Stored data entries:

----------

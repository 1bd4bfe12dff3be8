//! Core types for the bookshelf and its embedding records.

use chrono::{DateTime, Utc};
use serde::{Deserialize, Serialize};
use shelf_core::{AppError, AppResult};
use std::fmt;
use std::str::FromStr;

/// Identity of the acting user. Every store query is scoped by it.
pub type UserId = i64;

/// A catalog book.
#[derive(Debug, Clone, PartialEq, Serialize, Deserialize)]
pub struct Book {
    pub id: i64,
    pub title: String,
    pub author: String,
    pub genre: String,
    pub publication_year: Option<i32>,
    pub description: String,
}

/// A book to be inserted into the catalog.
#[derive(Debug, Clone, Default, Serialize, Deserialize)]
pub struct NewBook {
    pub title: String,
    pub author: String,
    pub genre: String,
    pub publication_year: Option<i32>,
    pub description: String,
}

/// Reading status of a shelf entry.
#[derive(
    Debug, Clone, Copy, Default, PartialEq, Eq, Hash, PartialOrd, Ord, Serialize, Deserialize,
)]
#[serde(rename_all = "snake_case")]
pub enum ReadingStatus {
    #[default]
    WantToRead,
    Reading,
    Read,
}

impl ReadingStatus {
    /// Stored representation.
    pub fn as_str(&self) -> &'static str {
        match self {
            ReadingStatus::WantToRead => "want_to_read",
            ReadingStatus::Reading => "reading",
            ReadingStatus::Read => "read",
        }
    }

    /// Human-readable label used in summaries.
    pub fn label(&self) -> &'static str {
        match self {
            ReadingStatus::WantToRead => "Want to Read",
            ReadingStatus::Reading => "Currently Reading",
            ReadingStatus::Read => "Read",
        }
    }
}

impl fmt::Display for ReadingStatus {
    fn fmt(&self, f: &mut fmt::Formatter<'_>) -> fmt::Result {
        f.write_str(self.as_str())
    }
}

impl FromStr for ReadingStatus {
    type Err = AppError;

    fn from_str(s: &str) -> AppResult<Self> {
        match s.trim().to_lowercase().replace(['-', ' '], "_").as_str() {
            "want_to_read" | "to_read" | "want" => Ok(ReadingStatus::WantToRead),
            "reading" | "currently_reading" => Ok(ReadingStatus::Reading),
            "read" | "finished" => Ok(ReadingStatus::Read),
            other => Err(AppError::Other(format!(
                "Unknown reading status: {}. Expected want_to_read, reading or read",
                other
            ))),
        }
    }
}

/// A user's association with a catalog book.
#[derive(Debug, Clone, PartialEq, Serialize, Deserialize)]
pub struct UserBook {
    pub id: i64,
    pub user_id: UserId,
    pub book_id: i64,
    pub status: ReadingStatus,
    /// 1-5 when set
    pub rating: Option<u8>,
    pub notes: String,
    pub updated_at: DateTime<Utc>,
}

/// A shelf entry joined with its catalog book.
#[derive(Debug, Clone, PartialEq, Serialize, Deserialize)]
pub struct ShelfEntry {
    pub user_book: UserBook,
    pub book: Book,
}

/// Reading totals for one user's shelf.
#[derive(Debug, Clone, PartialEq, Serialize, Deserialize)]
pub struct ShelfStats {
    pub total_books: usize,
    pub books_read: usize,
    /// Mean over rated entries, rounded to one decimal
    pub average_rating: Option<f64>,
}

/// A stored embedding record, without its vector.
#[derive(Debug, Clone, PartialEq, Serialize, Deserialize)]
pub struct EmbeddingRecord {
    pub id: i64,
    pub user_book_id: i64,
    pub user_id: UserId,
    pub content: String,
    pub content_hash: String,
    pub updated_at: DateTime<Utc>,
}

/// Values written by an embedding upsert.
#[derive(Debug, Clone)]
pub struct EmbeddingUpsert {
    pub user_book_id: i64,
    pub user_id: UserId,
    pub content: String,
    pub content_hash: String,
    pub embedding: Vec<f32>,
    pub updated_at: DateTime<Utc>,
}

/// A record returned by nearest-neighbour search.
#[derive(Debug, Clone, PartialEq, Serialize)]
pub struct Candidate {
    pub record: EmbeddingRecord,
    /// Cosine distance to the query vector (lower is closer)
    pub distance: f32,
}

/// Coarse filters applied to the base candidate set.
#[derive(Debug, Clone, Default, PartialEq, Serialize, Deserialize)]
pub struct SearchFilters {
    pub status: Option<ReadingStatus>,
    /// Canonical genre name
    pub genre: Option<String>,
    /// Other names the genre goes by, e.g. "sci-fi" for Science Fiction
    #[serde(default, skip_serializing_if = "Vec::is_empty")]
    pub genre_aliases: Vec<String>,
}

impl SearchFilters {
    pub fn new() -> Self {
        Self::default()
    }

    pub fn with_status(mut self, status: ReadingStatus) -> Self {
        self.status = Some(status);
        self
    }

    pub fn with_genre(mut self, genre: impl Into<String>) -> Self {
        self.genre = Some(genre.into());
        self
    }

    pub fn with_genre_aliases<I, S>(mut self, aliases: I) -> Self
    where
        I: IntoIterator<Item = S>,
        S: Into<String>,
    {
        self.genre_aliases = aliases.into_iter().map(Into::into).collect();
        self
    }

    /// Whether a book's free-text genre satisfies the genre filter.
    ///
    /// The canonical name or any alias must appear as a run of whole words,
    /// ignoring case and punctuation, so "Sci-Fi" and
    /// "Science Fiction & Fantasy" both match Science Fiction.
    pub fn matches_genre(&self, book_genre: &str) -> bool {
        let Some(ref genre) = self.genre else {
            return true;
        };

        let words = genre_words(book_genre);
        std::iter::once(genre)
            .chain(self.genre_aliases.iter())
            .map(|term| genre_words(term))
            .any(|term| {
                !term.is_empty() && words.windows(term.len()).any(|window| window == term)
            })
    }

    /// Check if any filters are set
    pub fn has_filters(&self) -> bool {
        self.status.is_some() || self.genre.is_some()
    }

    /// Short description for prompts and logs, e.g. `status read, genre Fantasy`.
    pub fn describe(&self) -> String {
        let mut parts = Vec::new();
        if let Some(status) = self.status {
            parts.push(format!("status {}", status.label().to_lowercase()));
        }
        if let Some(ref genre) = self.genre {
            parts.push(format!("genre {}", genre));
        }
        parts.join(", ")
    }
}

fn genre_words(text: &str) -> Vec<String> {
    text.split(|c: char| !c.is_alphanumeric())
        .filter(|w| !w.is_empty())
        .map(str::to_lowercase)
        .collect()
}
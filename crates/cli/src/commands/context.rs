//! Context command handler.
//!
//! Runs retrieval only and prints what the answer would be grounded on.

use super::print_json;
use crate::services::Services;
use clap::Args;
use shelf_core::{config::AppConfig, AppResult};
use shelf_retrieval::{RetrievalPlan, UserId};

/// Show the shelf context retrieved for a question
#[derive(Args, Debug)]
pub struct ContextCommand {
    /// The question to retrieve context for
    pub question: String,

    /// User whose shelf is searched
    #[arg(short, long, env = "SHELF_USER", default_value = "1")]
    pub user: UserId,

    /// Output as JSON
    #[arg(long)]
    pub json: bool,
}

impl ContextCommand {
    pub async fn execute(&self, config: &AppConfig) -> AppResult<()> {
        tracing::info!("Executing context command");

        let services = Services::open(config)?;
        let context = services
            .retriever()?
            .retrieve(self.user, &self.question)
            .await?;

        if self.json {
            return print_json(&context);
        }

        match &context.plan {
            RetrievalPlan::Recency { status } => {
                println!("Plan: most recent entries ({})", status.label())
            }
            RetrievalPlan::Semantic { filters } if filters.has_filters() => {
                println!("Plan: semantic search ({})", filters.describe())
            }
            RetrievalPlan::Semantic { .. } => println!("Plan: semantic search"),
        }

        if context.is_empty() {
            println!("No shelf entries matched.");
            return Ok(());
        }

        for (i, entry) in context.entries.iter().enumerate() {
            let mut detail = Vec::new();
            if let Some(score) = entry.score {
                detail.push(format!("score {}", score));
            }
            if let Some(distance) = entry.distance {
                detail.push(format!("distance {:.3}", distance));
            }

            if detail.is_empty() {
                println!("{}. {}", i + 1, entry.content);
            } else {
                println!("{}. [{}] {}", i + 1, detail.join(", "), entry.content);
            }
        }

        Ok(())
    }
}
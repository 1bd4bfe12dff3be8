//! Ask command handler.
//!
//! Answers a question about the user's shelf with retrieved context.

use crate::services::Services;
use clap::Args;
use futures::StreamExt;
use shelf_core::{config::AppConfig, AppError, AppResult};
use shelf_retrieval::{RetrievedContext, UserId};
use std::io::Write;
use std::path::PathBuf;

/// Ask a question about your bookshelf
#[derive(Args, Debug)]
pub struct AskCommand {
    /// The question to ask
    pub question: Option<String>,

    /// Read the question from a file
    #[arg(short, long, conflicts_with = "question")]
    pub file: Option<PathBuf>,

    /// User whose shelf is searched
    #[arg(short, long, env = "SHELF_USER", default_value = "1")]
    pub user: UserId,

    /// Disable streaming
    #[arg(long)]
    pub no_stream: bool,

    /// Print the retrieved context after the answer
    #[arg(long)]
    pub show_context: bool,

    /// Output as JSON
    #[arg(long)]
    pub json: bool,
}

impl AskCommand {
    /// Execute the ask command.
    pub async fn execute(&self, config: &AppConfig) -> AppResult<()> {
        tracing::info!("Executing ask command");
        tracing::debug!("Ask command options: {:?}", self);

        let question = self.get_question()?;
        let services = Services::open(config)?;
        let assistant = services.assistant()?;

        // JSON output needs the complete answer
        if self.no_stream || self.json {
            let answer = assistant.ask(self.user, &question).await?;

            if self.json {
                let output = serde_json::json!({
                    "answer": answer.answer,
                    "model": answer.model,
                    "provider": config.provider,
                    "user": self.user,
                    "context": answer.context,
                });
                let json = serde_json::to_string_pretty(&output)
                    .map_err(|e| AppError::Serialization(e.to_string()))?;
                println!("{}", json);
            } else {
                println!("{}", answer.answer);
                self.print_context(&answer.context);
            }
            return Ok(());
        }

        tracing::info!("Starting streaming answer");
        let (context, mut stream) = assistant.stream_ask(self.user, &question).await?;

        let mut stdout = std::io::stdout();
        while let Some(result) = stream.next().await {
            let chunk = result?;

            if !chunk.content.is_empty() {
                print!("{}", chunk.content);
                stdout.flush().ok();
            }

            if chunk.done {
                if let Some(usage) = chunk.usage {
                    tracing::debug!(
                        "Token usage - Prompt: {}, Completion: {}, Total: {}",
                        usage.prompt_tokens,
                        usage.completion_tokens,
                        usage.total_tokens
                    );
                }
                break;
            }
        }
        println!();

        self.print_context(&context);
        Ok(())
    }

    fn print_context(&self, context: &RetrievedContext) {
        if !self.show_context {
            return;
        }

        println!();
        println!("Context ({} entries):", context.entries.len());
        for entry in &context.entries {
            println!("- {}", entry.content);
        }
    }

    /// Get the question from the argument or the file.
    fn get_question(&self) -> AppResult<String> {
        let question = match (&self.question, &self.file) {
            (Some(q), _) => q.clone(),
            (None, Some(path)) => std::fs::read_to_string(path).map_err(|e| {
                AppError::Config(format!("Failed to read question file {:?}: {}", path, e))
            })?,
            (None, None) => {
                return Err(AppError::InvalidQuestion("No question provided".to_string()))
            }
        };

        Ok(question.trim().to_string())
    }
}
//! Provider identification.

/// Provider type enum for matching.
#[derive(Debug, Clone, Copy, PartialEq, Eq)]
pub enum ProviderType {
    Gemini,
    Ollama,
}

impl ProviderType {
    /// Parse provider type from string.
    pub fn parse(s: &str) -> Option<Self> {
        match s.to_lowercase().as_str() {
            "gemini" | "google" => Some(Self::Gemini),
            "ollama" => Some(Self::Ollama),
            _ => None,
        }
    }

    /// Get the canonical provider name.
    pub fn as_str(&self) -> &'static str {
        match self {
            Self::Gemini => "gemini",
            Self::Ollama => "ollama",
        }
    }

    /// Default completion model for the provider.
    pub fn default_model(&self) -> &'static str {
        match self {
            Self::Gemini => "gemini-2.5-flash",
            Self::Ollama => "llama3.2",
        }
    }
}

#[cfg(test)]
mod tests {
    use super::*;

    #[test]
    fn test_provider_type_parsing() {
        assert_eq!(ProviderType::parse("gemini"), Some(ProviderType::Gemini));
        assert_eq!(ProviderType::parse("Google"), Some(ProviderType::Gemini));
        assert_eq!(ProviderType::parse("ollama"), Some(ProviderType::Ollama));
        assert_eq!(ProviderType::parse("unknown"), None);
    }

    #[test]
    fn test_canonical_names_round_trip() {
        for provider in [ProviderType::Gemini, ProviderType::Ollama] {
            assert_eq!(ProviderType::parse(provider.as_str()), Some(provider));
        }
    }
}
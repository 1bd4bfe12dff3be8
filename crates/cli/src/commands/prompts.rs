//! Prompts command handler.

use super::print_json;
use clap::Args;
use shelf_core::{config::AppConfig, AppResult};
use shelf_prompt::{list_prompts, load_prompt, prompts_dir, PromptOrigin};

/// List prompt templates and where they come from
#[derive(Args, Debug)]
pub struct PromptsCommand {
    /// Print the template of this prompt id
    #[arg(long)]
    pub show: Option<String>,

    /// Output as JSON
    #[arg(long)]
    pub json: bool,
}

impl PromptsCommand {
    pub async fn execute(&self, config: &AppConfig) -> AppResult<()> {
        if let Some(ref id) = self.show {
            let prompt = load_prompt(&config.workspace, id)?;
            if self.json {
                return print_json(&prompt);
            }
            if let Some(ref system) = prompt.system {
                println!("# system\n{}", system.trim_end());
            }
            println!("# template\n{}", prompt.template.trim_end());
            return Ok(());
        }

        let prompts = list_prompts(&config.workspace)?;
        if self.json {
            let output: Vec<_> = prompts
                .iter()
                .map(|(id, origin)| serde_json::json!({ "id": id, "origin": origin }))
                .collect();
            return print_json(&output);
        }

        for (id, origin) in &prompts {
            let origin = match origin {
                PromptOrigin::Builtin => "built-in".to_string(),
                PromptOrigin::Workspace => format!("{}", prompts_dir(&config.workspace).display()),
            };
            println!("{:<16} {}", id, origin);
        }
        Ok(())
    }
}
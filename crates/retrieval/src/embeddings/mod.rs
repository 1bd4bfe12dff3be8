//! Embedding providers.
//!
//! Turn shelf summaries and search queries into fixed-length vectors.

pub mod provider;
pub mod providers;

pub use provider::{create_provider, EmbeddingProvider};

----------

WORK TO BE COMPLETED: Please copy the lines above from the line with "Default, PartialEq, Serialize, Deserialize)]" up to and including the line with "for Science Fiction", exactly as written and with nothing else.

RESPONSE:
#[derive(Debug, Clone, Default, PartialEq, Serialize, Deserialize)]
pub struct SearchFilters {
    pub status: Option<ReadingStatus>,
    /// Canonical genre name
    pub genre: Option<String>,
    /// Other names the genre goes by, e.g. "sci-fi" for Science Fiction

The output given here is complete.